Baseline values of plasma ALT in female (A) and male (B) study subjects; baseline INR values in female (C) and male (D) study subjects. Plasma ALT activities of 35–105 U/L and 40–120 U/L were considered mildly elevated in females and males, respectively. Plasma ALT activities of 105–175 U/L and 120–200 U/L were considered moderately elevated in females and males, respectively. Plasma ALT activities above 175 and 200 U/l were considered severely elevated in females and males, respectively. INR values between 1.2 and 1.5 were considered mildly elevated, while values between 1.5 and 2.5 were considered moderately elevated. Gray areas indicate normal ranges of plasma ALT and INR values. Neonatal onset females (dark purple), late onset females (light purple), asymptomatic females (lavender), neonatal onset males (navy), late onset males (light blue), asymptomatic males (cyan)

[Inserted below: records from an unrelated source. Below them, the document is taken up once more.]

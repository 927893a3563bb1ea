//! Maps raw analysis numbers to display tiers.
//!
//! Every function here is total: non-finite input is treated as `0` and the
//! fallback branch always yields a tier.

use crate::types::{AnalysisResult, Trend};

/// Visual weight of a tier, mapped to colors by the UI.
#[derive(Debug, Clone, Copy, PartialEq, Eq, Hash)]
pub enum Tone {
    Success,
    Info,
    Warning,
    Danger,
    Neutral,
}

/// How a [`Trend`] is presented.
#[derive(Debug, Clone, Copy, PartialEq, Eq)]
pub struct TrendTier {
    pub emoji: &'static str,
    pub label: &'static str,
    pub advisory: Option<&'static str>,
    pub tone: Tone,
}

pub fn trend_tier(trend: Trend) -> TrendTier {
    match trend {
        Trend::Increasing => TrendTier {
            emoji: "↗️",
            label: "Increasing",
            advisory: Some("Project activity is growing, which is a positive signal"),
            tone: Tone::Success,
        },
        Trend::Decreasing => TrendTier {
            emoji: "↘️",
            label: "Decreasing",
            advisory: Some("Project activity has declined and may need attention"),
            tone: Tone::Warning,
        },
        Trend::Stable => TrendTier {
            emoji: "➡️",
            label: "Stable",
            advisory: Some("Project activity is holding steady"),
            tone: Tone::Info,
        },
        Trend::Unknown => TrendTier {
            emoji: "❓",
            label: "Unknown",
            advisory: None,
            tone: Tone::Neutral,
        },
    }
}

/// Color band of the activity score gauge.
#[derive(Debug, Clone, Copy, PartialEq, Eq, Hash)]
pub enum ActivityTier {
    Good,
    Warning,
    Risk,
}

impl ActivityTier {
    pub fn tone(&self) -> Tone {
        match self {
            ActivityTier::Good => Tone::Success,
            ActivityTier::Warning => Tone::Warning,
            ActivityTier::Risk => Tone::Danger,
        }
    }
}

/// `> 700` good, `(300, 700]` warning, `<= 300` risk.
pub fn activity_tier(score: f64) -> ActivityTier {
    let score = finite_or_zero(score);
    if score > 700.0 {
        ActivityTier::Good
    } else if score > 300.0 {
        ActivityTier::Warning
    } else {
        ActivityTier::Risk
    }
}

#[derive(Debug, Clone, Copy, PartialEq, Eq, Hash)]
pub enum BusFactorTier {
    Risk,
    Caution,
    Good,
}

impl BusFactorTier {
    pub fn advisory(&self) -> &'static str {
        match self {
            BusFactorTier::Risk => {
                "⚠️ Bus factor is low; losing a key contributor could seriously hurt the project"
            }
            BusFactorTier::Caution => {
                "ℹ️ Bus factor is moderate; growing more core contributors is recommended"
            }
            BusFactorTier::Good => "✅ Bus factor is healthy; work is well spread across contributors",
        }
    }

    pub fn tone(&self) -> Tone {
        match self {
            BusFactorTier::Risk => Tone::Danger,
            BusFactorTier::Caution => Tone::Warning,
            BusFactorTier::Good => Tone::Success,
        }
    }
}

/// `<= 2` risk, `<= 4` caution, otherwise good.
pub fn bus_factor_tier(bus_factor: f64) -> BusFactorTier {
    let bus_factor = finite_or_zero(bus_factor);
    if bus_factor <= 2.0 {
        BusFactorTier::Risk
    } else if bus_factor <= 4.0 {
        BusFactorTier::Caution
    } else {
        BusFactorTier::Good
    }
}

#[derive(Debug, Clone, Copy, PartialEq, Eq, Hash)]
pub enum ResolutionTier {
    Good,
    Moderate,
    Poor,
}

impl ResolutionTier {
    pub fn advisory(&self) -> &'static str {
        match self {
            ResolutionTier::Good => "✅ Issues are resolved very efficiently",
            ResolutionTier::Moderate => "ℹ️ Issue resolution efficiency is moderate",
            ResolutionTier::Poor => "⚠️ Issue resolution is slow; a backlog may be building up",
        }
    }

    pub fn tone(&self) -> Tone {
        match self {
            ResolutionTier::Good => Tone::Success,
            ResolutionTier::Moderate => Tone::Info,
            ResolutionTier::Poor => Tone::Warning,
        }
    }
}

/// `>= 80` good, `>= 60` moderate, otherwise poor.
pub fn resolution_tier(efficiency_percent: f64) -> ResolutionTier {
    let efficiency = finite_or_zero(efficiency_percent);
    if efficiency >= 80.0 {
        ResolutionTier::Good
    } else if efficiency >= 60.0 {
        ResolutionTier::Moderate
    } else {
        ResolutionTier::Poor
    }
}

fn finite_or_zero(value: f64) -> f64 {
    if value.is_finite() {
        value
    } else {
        0.0
    }
}

/// All tiers of one analysis, classified together.
#[derive(Debug, Clone, Copy, PartialEq, Eq)]
pub struct TierReport {
    pub trend: TrendTier,
    pub activity: ActivityTier,
    pub bus_factor: BusFactorTier,
    pub resolution: ResolutionTier,
}

impl TierReport {
    pub fn from_result(result: &AnalysisResult) -> Self {
        Self {
            trend: trend_tier(result.activity.trend),
            activity: activity_tier(result.activity.score),
            bus_factor: bus_factor_tier(result.community.bus_factor),
            resolution: resolution_tier(result.issues.resolution_efficiency),
        }
    }
}

/// Headline numbers shown above the tabs.
#[derive(Debug, Clone, PartialEq)]
pub struct Overview {
    pub full_name: String,
    pub activity_score: f64,
    pub contributors: f64,
    pub newbie_friendly_score: f64,
    /// Upper-cased platform, `GITHUB` when the API leaves it blank
    pub platform: String,
}

impl Overview {
    pub fn from_result(result: &AnalysisResult) -> Self {
        let platform = match result.basic_info.platform.trim() {
            "" => "GITHUB".to_string(),
            platform => platform.to_uppercase(),
        };
        Self {
            full_name: result.basic_info.full_name.clone(),
            activity_score: finite_or_zero(result.activity.score),
            contributors: finite_or_zero(result.community.total_contributors),
            newbie_friendly_score: finite_or_zero(result.newbie_friendly_score),
            platform,
        }
    }
}

#[cfg(test)]
mod tests {
    use super::*;
    use crate::types::{Activity, BasicInfo};
    use pretty_assertions::assert_eq;

    #[test]
    fn test_trend_table() {
        let increasing = trend_tier(Trend::Increasing);
        assert_eq!((increasing.emoji, increasing.label), ("↗️", "Increasing"));
        assert!(increasing.advisory.is_some());

        let decreasing = trend_tier(Trend::Decreasing);
        assert_eq!((decreasing.emoji, decreasing.label), ("↘️", "Decreasing"));
        assert!(decreasing.advisory.is_some());

        let stable = trend_tier(Trend::Stable);
        assert_eq!((stable.emoji, stable.label), ("➡️", "Stable"));
        assert!(stable.advisory.is_some());

        let unknown = trend_tier(Trend::parse("exploding"));
        assert_eq!((unknown.emoji, unknown.label), ("❓", "Unknown"));
        assert_eq!(unknown.advisory, None);
    }

    #[test]
    fn test_activity_boundaries() {
        assert_eq!(activity_tier(700.0), ActivityTier::Warning);
        assert_eq!(activity_tier(701.0), ActivityTier::Good);
        assert_eq!(activity_tier(300.0), ActivityTier::Risk);
        assert_eq!(activity_tier(301.0), ActivityTier::Warning);
        assert_eq!(activity_tier(0.0), ActivityTier::Risk);
        assert_eq!(activity_tier(-5.0), ActivityTier::Risk);
        assert_eq!(activity_tier(f64::NAN), ActivityTier::Risk);
        assert_eq!(activity_tier(700.5), ActivityTier::Good);
    }

    #[test]
    fn test_bus_factor_boundaries() {
        assert_eq!(bus_factor_tier(2.0), BusFactorTier::Risk);
        assert_eq!(bus_factor_tier(3.0), BusFactorTier::Caution);
        assert_eq!(bus_factor_tier(4.0), BusFactorTier::Caution);
        assert_eq!(bus_factor_tier(5.0), BusFactorTier::Good);
        assert_eq!(bus_factor_tier(0.0), BusFactorTier::Risk);
        assert_eq!(bus_factor_tier(f64::INFINITY), BusFactorTier::Risk);
    }

    #[test]
    fn test_resolution_boundaries() {
        assert_eq!(resolution_tier(79.0), ResolutionTier::Moderate);
        assert_eq!(resolution_tier(80.0), ResolutionTier::Good);
        assert_eq!(resolution_tier(59.0), ResolutionTier::Poor);
        assert_eq!(resolution_tier(60.0), ResolutionTier::Moderate);
        assert_eq!(resolution_tier(100.0), ResolutionTier::Good);
        assert_eq!(resolution_tier(f64::NAN), ResolutionTier::Poor);
    }

    #[test]
    fn test_non_string_trend_still_classified() {
        let result: AnalysisResult = serde_json::from_value(serde_json::json!({
            "activity": { "score": 850, "trend": 3 }
        }))
        .unwrap();
        let report = TierReport::from_result(&result);

        assert_eq!(result.activity.trend, Trend::Unknown);
        assert_eq!(report.trend.label, "Unknown");
        assert_eq!(report.activity, ActivityTier::Good);
    }

    #[test]
    fn test_overview_platform_fallback() {
        let mut result = AnalysisResult {
            activity: Activity {
                score: 123.5,
                trend: Trend::Stable,
            },
            ..AnalysisResult::default()
        };
        assert_eq!(Overview::from_result(&result).platform, "GITHUB");

        result.basic_info = BasicInfo {
            platform: "gitee".to_string(),
            ..BasicInfo::default()
        };
        let overview = Overview::from_result(&result);
        assert_eq!(overview.platform, "GITEE");
        assert_eq!(overview.activity_score, 123.5);
    }
}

A number of participants in the longitudinal study of OTCD had normal liver function when they joined the study but subsequently developed symptoms of hepatic dysfunction. Most study subjects with symptoms of liver dysfunction had mildly elevated plasma ALT (Table S5). One male study subject with neonatal onset OTCD, five female participants with late onset OTCD and three asymptomatic female participants had moderately elevated plasma ALT at least once during their participation in the study (Table S5). Four study subjects, a male with neonatal onset OTCD and three females with late onset OTCD, had severely elevated plasma ALT at least once during their participation in the study (Table S5). A majority of study subjects who experienced elevated INR al least once during participation in the study had moderately elevated INR, while one female participant with late onset OTCD and three asymptomatic females had severely elevated INR (Table S6). A number of study subjects, one male and two females with neonatal onset OTCD, five males and eight females with late onset disease and two asymptomatic females, had both elevated INR and plasma ALT during their participation in the study. Some study subjects with most elevated markers of liver dysfunction had hyperammonemic episodes while others did not. A male study subject with neonatal onset OTCD who had severely elevated ALT and moderately elevated INR experienced two hyperammonemic episodes during two years of participation in the study. Of the three female study subjects with late onset OTCD and severely elevated plasma ALT, one had moderately elevated INR and experienced one hyperammonemic episode in four years of participation in the study, one had normal INR and one hyperammonemic episode in five years and one had normal INR and no hyperammonemic episodes during five years of her participation in the study. Of the four female study subjects with severely elevated INR, one had no hyperammonemic episodes during five years of her participation in the study and other three are asymptomatic carriers of OTC mutations. This suggests a complex relationship between health of the liver and its ability to maintain normal ammonia levels in the blood.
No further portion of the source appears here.